14. The instruction that causes the processor to deploy the neural network causes the processor to deploy the neural network, Identify other images in a corpus of digital content that have the same or similar definitive visual features as the aforementioned object. A non-temporary machine-readable medium according to claim 13, comprising instructions for constructing the theme by aggregating the definitive visual features of the object and the other images.
15. Extracting the physical characteristics of the vehicle occupants from the vehicle capture images of the occupants, Rendering a basic digital avatar of the crew member based on the extracted physical characteristics of the crew member, Extracting the characteristics of objects in the external environment of the vehicle from the vehicle-captured image of the object, Rendering a presentation digital avatar similar to the occupant by transferring the features of the object onto the occupant's basic digital avatar, Animating the digital avatar for presentation on the vehicle's display device. Methods that include...
16. To detect the actions of the occupant that identify the object and the position of the object, To acquire an image captured by a vehicle camera having a field of view that overlaps with the position of the aforementioned object. The method according to claim 15, further comprising:
17. To determine the level of detail of the object features in the vehicle capture image, Depending on whether the level of detail is below a threshold amount, From the vehicle capture image log, previously captured images of the object can be identified, Extracting features of the object from previously captured images of the object. The method according to claim 15, further comprising:
18. Deploy a neural network, The vehicle camera receives the vehicle capture image of the object, From the vehicle capture image, the distinctive features of the object are extracted. Based on the aforementioned distinctive features, the object can be identified in other images within the corpus of digital content. The method according to claim 15, further comprising rendering a digital model of the object by combining the vehicle capture image of the object with the other images of the object.

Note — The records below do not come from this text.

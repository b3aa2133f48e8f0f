use std::str::FromStr;

use sweeper_core::{Coord, Coord2};
use thiserror::Error;

pub const USAGE: &str = "commands: r ROW COL (reveal), f ROW COL (flag), n (new game), q (quit)";

/// One line of player input.
#[derive(Copy, Clone, Debug, PartialEq, Eq)]
pub enum Command {
    Reveal(Coord2),
    Flag(Coord2),
    NewGame,
    Quit,
}

#[derive(Error, Debug, PartialEq, Eq)]
pub enum ParseCommandError {
    #[error("empty command")]
    Empty,
    #[error("unknown command {0:?}")]
    Unknown(String),
    #[error("expected ROW COL after {0:?}")]
    MissingCoords(String),
    #[error("invalid coordinate {0:?}")]
    InvalidCoord(String),
    #[error("unexpected trailing input {0:?}")]
    Trailing(String),
}

impl FromStr for Command {
    type Err = ParseCommandError;

    fn from_str(line: &str) -> Result<Self, Self::Err> {
        let mut words = line.split_whitespace();
        let verb = words.next().ok_or(ParseCommandError::Empty)?;

        let command = match verb.to_ascii_lowercase().as_str() {
            "r" | "reveal" => Command::Reveal(parse_coords(verb, &mut words)?),
            "f" | "flag" => Command::Flag(parse_coords(verb, &mut words)?),
            "n" | "new" => Command::NewGame,
            "q" | "quit" => Command::Quit,
            _ => return Err(ParseCommandError::Unknown(verb.to_owned())),
        };

        match words.next() {
            Some(extra) => Err(ParseCommandError::Trailing(extra.to_owned())),
            None => Ok(command),
        }
    }
}

fn parse_coords<'a>(
    verb: &str,
    words: &mut impl Iterator<Item = &'a str>,
) -> Result<Coord2, ParseCommandError> {
    let mut next = || -> Result<Coord, ParseCommandError> {
        let word = words
            .next()
            .ok_or_else(|| ParseCommandError::MissingCoords(verb.to_owned()))?;
        word.parse::<Coord>()
            .map_err(|_| ParseCommandError::InvalidCoord(word.to_owned()))
    };
    let row = next()?;
    let col = next()?;
    Ok((row, col))
}
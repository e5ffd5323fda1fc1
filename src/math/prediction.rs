use ndarray::{Array2, ArrayD};

use crate::activation::activation::{ActivationFunction, Scores};
use crate::error::{LossError, Result};
use crate::math::layout::Layout;

/// A prediction tensor together with how to read it.
///
/// The layout is inferred from the rank unless set with `with_layout`.
#[derive(Debug, Clone)]
pub struct Prediction {
    values: ArrayD<f64>,
    scores: Scores,
    layout: Layout,
}

impl Prediction {
    pub fn new(values: ArrayD<f64>, scores: Scores) -> Result<Prediction> {
        let layout = Layout::infer(values.ndim())?;
        Ok(Prediction { values, scores, layout })
    }

    /// Raw scores, normalized by sigmoid or softmax before any loss.
    pub fn logits(values: ArrayD<f64>) -> Result<Prediction> {
        Prediction::new(values, Scores::Logits)
    }

    /// Values already normalized along the class axis.
    pub fn probabilities(values: ArrayD<f64>) -> Result<Prediction> {
        Prediction::new(values, Scores::Probabilities)
    }

    pub fn with_layout(mut self, layout: Layout) -> Result<Prediction> {
        layout.check_rank(self.values.ndim())?;
        self.layout = layout;
        Ok(self)
    }

    pub fn values(&self) -> &ArrayD<f64> {
        &self.values
    }

    pub fn scores(&self) -> Scores {
        self.scores
    }

    pub fn layout(&self) -> Layout {
        self.layout
    }

    /// Length of the class axis as stored (1 for binary predictions).
    pub fn channels(&self) -> usize {
        match self.layout.class_axis(self.values.ndim()) {
            Some(axis) => self.values.shape()[axis],
            None => 1,
        }
    }

    /// Number of classes the loss sees: a single channel means two outcomes.
    pub fn classes(&self) -> usize {
        match self.channels() {
            1 => 2,
            c => c,
        }
    }

    pub fn is_binary(&self) -> bool {
        self.channels() == 1
    }

    /// Shape of the prediction with its class axis removed.
    pub fn unit_shape(&self) -> Vec<usize> {
        // Rank was checked against the layout when the prediction was built.
        let mut shape = self.values.shape().to_vec();
        if let Some(axis) = self.layout.class_axis(shape.len()) {
            shape.remove(axis);
        }
        shape
    }

    pub fn units(&self) -> usize {
        self.unit_shape().iter().product()
    }

    pub(crate) fn check_not_empty(&self) -> Result<()> {
        if self.channels() == 0 {
            return Err(LossError::ShapeMismatch("class axis has length 0".into()));
        }
        if self.units() == 0 {
            return Err(LossError::ShapeMismatch("prediction holds no units".into()));
        }
        Ok(())
    }

    /// Normalized `[units, classes]` probability rows.
    pub fn probability_rows(&self) -> Result<Array2<f64>> {
        let rows = self.layout.unit_rows(self.values.view())?;
        ActivationFunction::for_scores(self.scores, rows.ncols()).normalize(rows)
    }
}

19. Deploy a neural network, Identify the definitive visual features of the aforementioned object, The further includes constructing a theme for the presentation digital avatar based on the definitive visual features of the object, The method according to claim 15, wherein rendering the presentation digital avatar similar to the occupant comprises deploying the neural network to transfer the visual features defined by the theme onto the occupant's base digital avatar.
20. Deploying the aforementioned neural network means deploying the aforementioned neural network, Identify other images in a corpus of digital content that have the same or similar definitive visual features as the aforementioned object. The method according to claim 19, further comprising aggregating the definitive visual features of the object and the other images to construct the theme.